Researchers have developed a potential drug to treat heart attack and prevent heart failure — for which no cure currently exists.
The study, published in the journal Nature Communications Biology, noted that heart attacks triggered inflammatory responses that cause a scar in the heart which eventually leads to incurable heart failure.
The potential drug developed by the researchers, including those from the University of Guelph in Canada, would prevent scarring, and eliminate the need for patients to take possibly debilitating heart medication for the rest of their lives.
The researchers said that the drug works based on our body’s natural clock called the circadian rhythm found in all cells of the body.
The body clock consists of genes and proteins that interact in 24-hour day and night cycles to regulate key functions such as heart rate and blood pressure, the study noted.
In the heart, the researchers said, that the clock mechanism controls healthy blood flow as well as how the heart responds to damage and undergoes repair.
“This research is really exciting because it opens the door to use circadian medicine therapies to heal heart attacks after they occur and to prevent the subsequent development of heart failure,” said Tami Martino, co-author of the study from the University of Guelph.

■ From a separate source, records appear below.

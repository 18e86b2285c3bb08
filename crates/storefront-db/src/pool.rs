//! # Database Pool Management
//!
//! ## Architecture
//! ```text
//! ┌─────────────────────────────────────────────────────────────────────────┐
//! │                     Storefront SQLite pool                              │
//! │                                                                         │
//! │  PosConfig.storage.database_file                                        │
//! │       │                                                                 │
//! │       ▼                                                                 │
//! │  DbConfig::new(path)            ← pool sizes, timeouts                  │
//! │       │                                                                 │
//! │       ▼                                                                 │
//! │  Database::new(config).await    ← create pool + run migrations          │
//! │       │                                                                 │
//! │       ▼                                                                 │
//! │  SqlitePool (min..max connections, 1 when ":memory:")                   │
//! │       │                                                                 │
//! │       ▼                                                                 │
//! │  db.products() / customers() / coupons() / orders() / pincodes()        │
//! └─────────────────────────────────────────────────────────────────────────┘
//! ```
//!
//! WAL journal, NORMAL synchronous and foreign keys are always on.

use sqlx::sqlite::{SqliteConnectOptions, SqliteJournalMode, SqlitePoolOptions, SqliteSynchronous};
use sqlx::SqlitePool;
use std::path::PathBuf;
use std::str::FromStr;
use std::time::Duration;
use tracing::{debug, info};

use crate::error::{DbError, DbResult};
use crate::migrations;
use crate::repository::coupon::CouponRepository;
use crate::repository::customer::CustomerRepository;
use crate::repository::order::OrderRepository;
use crate::repository::pincode::PincodeRepository;
use crate::repository::product::ProductRepository;

const IN_MEMORY: &str = ":memory:";

// =============================================================================
// Configuration
// =============================================================================

/// ## Example
/// ```rust,ignore
/// let config = DbConfig::new("/var/lib/storefront/pos.db")
///     .max_connections(5)
///     .min_connections(1);
/// ```
#[derive(Debug, Clone)]
pub struct DbConfig {
    pub database_path: PathBuf,

    /// Default: 5
    pub max_connections: u32,

    /// Default: 1
    pub min_connections: u32,

    /// Default: 30 seconds
    pub connect_timeout: Duration,

    /// `None` keeps connections open forever (required for in-memory).
    pub idle_timeout: Option<Duration>,

    /// Default: true
    pub run_migrations: bool,
}

impl DbConfig {
    pub fn new(path: impl Into<PathBuf>) -> Self {
        DbConfig {
            database_path: path.into(),
            max_connections: 5,
            min_connections: 1,
            connect_timeout: Duration::from_secs(30),
            idle_timeout: Some(Duration::from_secs(600)),
            run_migrations: true,
        }
    }

    pub fn max_connections(mut self, max: u32) -> Self {
        self.max_connections = max;
        self
    }

    pub fn min_connections(mut self, min: u32) -> Self {
        self.min_connections = min;
        self
    }

    pub fn connect_timeout(mut self, timeout: Duration) -> Self {
        self.connect_timeout = timeout;
        self
    }

    pub fn run_migrations(mut self, run: bool) -> Self {
        self.run_migrations = run;
        self
    }

    /// Isolated database for tests.
    ///
    /// A single connection that never idles out: every connection to
    /// `:memory:` is its own empty database.
    pub fn in_memory() -> Self {
        DbConfig {
            database_path: PathBuf::from(IN_MEMORY),
            max_connections: 1,
            min_connections: 1,
            connect_timeout: Duration::from_secs(5),
            idle_timeout: None,
            run_migrations: true,
        }
    }

    pub fn is_in_memory(&self) -> bool {
        self.database_path.as_os_str() == IN_MEMORY
    }
}

// =============================================================================
// Database
// =============================================================================

/// Database handle. Cheap to clone; repositories borrow its pool.
#[derive(Debug, Clone)]
pub struct Database {
    pool: SqlitePool,
}

impl Database {
    /// Opens (creating if needed) the database and runs migrations when
    /// enabled.
    pub async fn new(config: DbConfig) -> DbResult<Self> {
        info!(
            path = %config.database_path.display(),
            "Initializing database connection"
        );

        let connect_url = if config.is_in_memory() {
            "sqlite::memory:".to_string()
        } else {
            format!("sqlite://{}?mode=rwc", config.database_path.display())
        };

        let connect_options = SqliteConnectOptions::from_str(&connect_url)
            .map_err(|e| DbError::ConnectionFailed(e.to_string()))?
            .journal_mode(SqliteJournalMode::Wal)
            .synchronous(SqliteSynchronous::Normal)
            // Off by default in SQLite
            .foreign_keys(true)
            .create_if_missing(true);

        debug!("Connection options configured");

        let mut pool_options = SqlitePoolOptions::new()
            .max_connections(config.max_connections)
            .min_connections(config.min_connections)
            .acquire_timeout(config.connect_timeout)
            .idle_timeout(config.idle_timeout);

        if config.is_in_memory() {
            pool_options = pool_options.max_lifetime(None);
        }

        let pool = pool_options
            .connect_with(connect_options)
            .await
            .map_err(|e| DbError::ConnectionFailed(e.to_string()))?;

        info!(
            max_connections = config.max_connections,
            "Database pool created"
        );

        let db = Database { pool };

        if config.run_migrations {
            db.run_migrations().await?;
        }

        Ok(db)
    }

    pub async fn run_migrations(&self) -> DbResult<()> {
        migrations::run_migrations(&self.pool).await
    }

    /// For queries no repository covers.
    pub fn pool(&self) -> &SqlitePool {
        &self.pool
    }

    pub fn products(&self) -> ProductRepository {
        ProductRepository::new(self.pool.clone())
    }

    pub fn customers(&self) -> CustomerRepository {
        CustomerRepository::new(self.pool.clone())
    }

    pub fn coupons(&self) -> CouponRepository {
        CouponRepository::new(self.pool.clone())
    }

    pub fn orders(&self) -> OrderRepository {
        OrderRepository::new(self.pool.clone())
    }

    pub fn pincodes(&self) -> PincodeRepository {
        PincodeRepository::new(self.pool.clone())
    }

    /// After this every repository call fails.
    pub async fn close(&self) {
        info!("Closing database connection pool");
        self.pool.close().await;
    }

    pub async fn health_check(&self) -> bool {
        sqlx::query("SELECT 1").execute(&self.pool).await.is_ok()
    }
}

// =============================================================================
// Unit Tests
// =============================================================================

#[cfg(test)]
mod tests {
    use super::*;

    #[tokio::test]
    async fn test_in_memory_database() {
        let db = Database::new(DbConfig::in_memory()).await.unwrap();
        assert!(db.health_check().await);
    }

    #[tokio::test]
    async fn test_closed_database_fails_health_check() {
        let db = Database::new(DbConfig::in_memory()).await.unwrap();
        db.close().await;
        assert!(!db.health_check().await);
    }

    #[test]
    fn test_config_builder() {
        let config = DbConfig::new("/tmp/pos.db")
            .max_connections(10)
            .min_connections(2)
            .run_migrations(false);

        assert_eq!(config.max_connections, 10);
        assert_eq!(config.min_connections, 2);
        assert!(!config.run_migrations);
        assert!(!config.is_in_memory());
        assert!(DbConfig::in_memory().is_in_memory());
    }
}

Martino and her team used the drug called SR9009 to target a key component of the body clock, and disrupt the expression of genes which trigger adverse immune responses after a heart attack.
When the researchers conducted experiments with the drug in mice, it reduced the production of a cellular sensor called the NLRP3 inflammasome which was behind tissue scarring.
The study showed for the first time that treating heart attack survivors with the drug, along with conventional therapy such as reperfusion, may lead to less inflammation and better cardiac repair.
According to Martino, the drug caused healing almost as though no heart attack had happened.
“No scar, no heart damage, no heart failure – people can survive heart attacks because the heart won’t even be damaged. We were amazed to see how quickly it worked, and how effective it was at curing heart attacks and preventing heart failure in our mouse models of the disease,” Martino said.
The researchers said that the discovery might ultimately help find other heart therapies involving early adverse inflammatory response such as organ transplant or valve replacement.